THE TASK -> The full set of entries must be copied exactly.

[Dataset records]
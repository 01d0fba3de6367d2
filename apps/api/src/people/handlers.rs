use axum::{
    extract::{Path, Query, State},
    http::StatusCode,
    Json,
};
use serde::{Deserialize, Serialize};
use tracing::info;

use crate::errors::AppError;
use crate::filter::cascade::{EmployeeSelect, ScopedQuery};
use crate::filter::{Choice, Listing};
use crate::models::{Alumnus, ContactChannel, Department, Employee};
use crate::people::performance::{
    department_scores, kpis, list_performance, DepartmentScore, PerformanceFilter,
    PerformanceKpis, ScoreBand,
};
use crate::people::{
    list_alumni, list_employees, AlumniFilter, EmployeeEdit, EmployeeFilter, NewAlumnus,
    ALUMNI_LISTING, EMPLOYEES_LISTING,
};
use crate::state::AppState;

#[derive(Debug, Deserialize)]
pub struct PerformanceQuery {
    #[serde(default)]
    pub search: String,
    #[serde(default)]
    pub department: Choice<Department>,
    #[serde(default)]
    pub score: Choice<ScoreBand>,
}

#[derive(Debug, Deserialize)]
pub struct AlumniQuery {
    #[serde(default)]
    pub search: String,
    #[serde(default)]
    pub department: Choice<Department>,
    #[serde(default)]
    pub contact_for: Choice<ContactChannel>,
}

#[derive(Serialize)]
pub struct PerformanceResponse {
    #[serde(flatten)]
    pub listing: Listing<Employee>,
    pub kpis: PerformanceKpis,
    pub departments: Vec<DepartmentScore>,
}

fn employee_not_found(id: &str) -> AppError {
    AppError::not_found(EMPLOYEES_LISTING, format!("Employee {id} not found"))
}

/// GET /api/v1/employees
pub async fn handle_list_employees(
    State(state): State<AppState>,
    Query(q): Query<ScopedQuery>,
) -> Result<Json<Listing<Employee>>, AppError> {
    let mut ws = state.workspace.lock().await;
    let filter = EmployeeFilter {
        search: q.search.clone(),
        scope: q.scope(ws.directory(), EmployeeSelect::Independent),
    };
    let items = ws
        .employees
        .visible(filter, |records, filter| list_employees(records, filter));
    Ok(Json(Listing::new(items)))
}

/// GET /api/v1/employees/:id
pub async fn handle_get_employee(
    State(state): State<AppState>,
    Path(id): Path<String>,
) -> Result<Json<Employee>, AppError> {
    let ws = state.workspace.lock().await;
    ws.employees
        .store()
        .get(&id)
        .cloned()
        .map(Json)
        .ok_or_else(|| employee_not_found(&id))
}

/// PUT /api/v1/employees/:id
///
/// Updates the editable profile fields. Skills and performance are left as they are.
pub async fn handle_update_employee(
    State(state): State<AppState>,
    Path(id): Path<String>,
    Json(edit): Json<EmployeeEdit>,
) -> Result<Json<Employee>, AppError> {
    edit.validate()?;
    let mut ws = state.workspace.lock().await;
    let updated = ws
        .employees
        .store_mut()
        .replace(&id, |e| edit.apply(e))
        .cloned()
        .ok_or_else(|| employee_not_found(&id))?;
    info!(id = %updated.id, department = ?updated.department, "Employee profile updated");
    Ok(Json(updated))
}

/// GET /api/v1/performance
///
/// Filtered listing plus KPIs computed over the whole directory.
pub async fn handle_performance(
    State(state): State<AppState>,
    Query(q): Query<PerformanceQuery>,
) -> Result<Json<PerformanceResponse>, AppError> {
    let ws = state.workspace.lock().await;
    let filter = PerformanceFilter {
        search: q.search,
        department: q.department,
        score: q.score,
    };
    let directory = ws.directory();
    Ok(Json(PerformanceResponse {
        listing: Listing::new(list_performance(directory, &filter)),
        kpis: kpis(directory, ws.anchor()),
        departments: department_scores(directory),
    }))
}

/// GET /api/v1/alumni
pub async fn handle_list_alumni(
    State(state): State<AppState>,
    Query(q): Query<AlumniQuery>,
) -> Result<Json<Listing<Alumnus>>, AppError> {
    let filter = AlumniFilter {
        search: q.search,
        department: q.department,
        contact_for: q.contact_for,
    };
    let mut ws = state.workspace.lock().await;
    let items = ws
        .alumni
        .visible(filter, |records, filter| list_alumni(records, filter));
    Ok(Json(Listing::new(items)))
}

/// GET /api/v1/alumni/:id
pub async fn handle_get_alumnus(
    State(state): State<AppState>,
    Path(id): Path<String>,
) -> Result<Json<Alumnus>, AppError> {
    let ws = state.workspace.lock().await;
    ws.alumni
        .store()
        .get(&id)
        .cloned()
        .map(Json)
        .ok_or_else(|| AppError::not_found(ALUMNI_LISTING, format!("Alumnus {id} not found")))
}

/// POST /api/v1/alumni
pub async fn handle_add_alumnus(
    State(state): State<AppState>,
    Json(body): Json<NewAlumnus>,
) -> Result<(StatusCode, Json<Alumnus>), AppError> {
    body.validate()?;
    let mut ws = state.workspace.lock().await;
    let record = ws
        .alumni
        .store_mut()
        .append_new(|id| body.into_record(id))
        .clone();
    info!(id = %record.id, "Alumnus added");
    Ok((StatusCode::CREATED, Json(record)))
}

EXERCISE OUTPUT ->
repository 01d0fba3de6367d2
filename apps/api/src/people/handlers.rs
use axum::{
    extract::{Path, Query, State},
    http::StatusCode,
    Json,
};
use serde::{Deserialize, Serialize};
use tracing::info;

use crate::errors::AppError;
use crate::filter::cascade::{EmployeeSelect, ScopedQuery};
use crate::filter::{Choice, Listing};
use crate::models::{Alumnus, ContactChannel, Department, Employee};
use crate::people::performance::{
    department_scores, kpis, list_performance, DepartmentScore, PerformanceFilter,
    PerformanceKpis, ScoreBand,
};
use crate::people::{
    list_alumni, list_employees, AlumniFilter, EmployeeEdit, EmployeeFilter, NewAlumnus,
    ALUMNI_LISTING, EMPLOYEES_LISTING,
};
use crate::state::AppState;

#[derive(Debug, Deserialize)]
pub struct PerformanceQuery {
    #[serde(default)]
    pub search: String,
    #[serde(default)]
    pub department: Choice<Department>,
    #[serde(default)]
    pub score: Choice<ScoreBand>,
}

#[derive(Debug, Deserialize)]
pub struct AlumniQuery {
    #[serde(default)]
    pub search: String,
    #[serde(default)]
    pub department: Choice<Department>,
    #[serde(default)]
    pub contact_for: Choice<ContactChannel>,
}

#[derive(Serialize)]
pub struct PerformanceResponse {
    #[serde(flatten)]
    pub listing: Listing<Employee>,
    pub kpis: PerformanceKpis,
    pub departments: Vec<DepartmentScore>,
}

fn employee_not_found(id: &str) -> AppError {
    AppError::not_found(EMPLOYEES_LISTING, format!("Employee {id} not found"))
}

/// GET /api/v1/employees
pub async fn handle_list_employees(
    State(state): State<AppState>,
    Query(q): Query<ScopedQuery>,
) -> Result<Json<Listing<Employee>>, AppError> {
    let mut ws = state.workspace.lock().await;
    let filter = EmployeeFilter {
        search: q.search.clone(),
        scope: q.scope(ws.directory(), EmployeeSelect::Independent),
    };
    let items = ws
        .employees
        .visible(filter, |records, filter| list_employees(records, filter));
    Ok(Json(Listing::new(items)))
}

/// GET /api/v1/employees/:id
pub async fn handle_get_employee(
    State(state): State<AppState>,
    Path(id): Path<String>,
) -> Result<Json<Employee>, AppError> {
    let ws = state.workspace.lock().await;
    ws.employees
        .store()
        .get(&id)
        .cloned()
        .map(Json)
        .ok_or_else(|| employee_not_found(&id))
}

/// PUT /api/v1/employees/:id
///
/// Updates the editable profile fields. Skills and performance are left as they are.
pub async fn handle_update_employee(
    State(state): State<AppState>,
    Path(id): Path<String>,
    Json(edit): Json<EmployeeEdit>,
) -> Result<Json<Employee>, AppError> {
    edit.validate()?;
    let mut ws = state.workspace.lock().await;
    let updated = ws
        .employees
        .store_mut()
        .replace(&id, |e| edit.apply(e))
        .cloned()
        .ok_or_else(|| employee_not_found(&id))?;
    info!(id = %updated.id, department = ?updated.department, "Employee profile updated");
    Ok(Json(updated))
}

/// GET /api/v1/performance
///
/// Filtered listing plus KPIs computed over the whole directory.
pub async fn handle_performance(
    State(state): State<AppState>,
    Query(q): Query<PerformanceQuery>,
) -> Result<Json<PerformanceResponse>, AppError> {
    let ws = state.workspace.lock().await;
    let filter = PerformanceFilter {
        search: q.search,
        department: q.department,
        score: q.score,
    };
    let directory = ws.directory();
    Ok(Json(PerformanceResponse {
        listing: Listing::new(list_performance(directory, &filter)),
        kpis: kpis(directory, ws.anchor()),
        departments: department_scores(directory),
    }))
}

/// GET /api/v1/alumni
pub async fn handle_list_alumni(
    State(state): State<AppState>,
    Query(q): Query<AlumniQuery>,
) -> Result<Json<Listing<Alumnus>>, AppError> {
    let filter = AlumniFilter {
        search: q.search,
        department: q.department,
        contact_for: q.contact_for,
    };
    let mut ws = state.workspace.lock().await;
    let items = ws
        .alumni
        .visible(filter, |records, filter| list_alumni(records, filter));
    Ok(Json(Listing::new(items)))
}

/// GET /api/v1/alumni/:id
pub async fn handle_get_alumnus(
    State(state): State<AppState>,
    Path(id): Path<String>,
) -> Result<Json<Alumnus>, AppError> {
    let ws = state.workspace.lock().await;
    ws.alumni
        .store()
        .get(&id)
        .cloned()
        .map(Json)
        .ok_or_else(|| AppError::not_found(ALUMNI_LISTING, format!("Alumnus {id} not found")))
}

/// POST /api/v1/alumni
pub async fn handle_add_alumnus(
    State(state): State<AppState>,
    Json(body): Json<NewAlumnus>,
) -> Result<(StatusCode, Json<Alumnus>), AppError> {
    body.validate()?;
    let mut ws = state.workspace.lock().await;
    let record = ws
        .alumni
        .store_mut()
        .append_new(|id| body.into_record(id))
        .clone();
    info!(id = %record.id, "Alumnus added");
    Ok((StatusCode::CREATED, Json(record)))
}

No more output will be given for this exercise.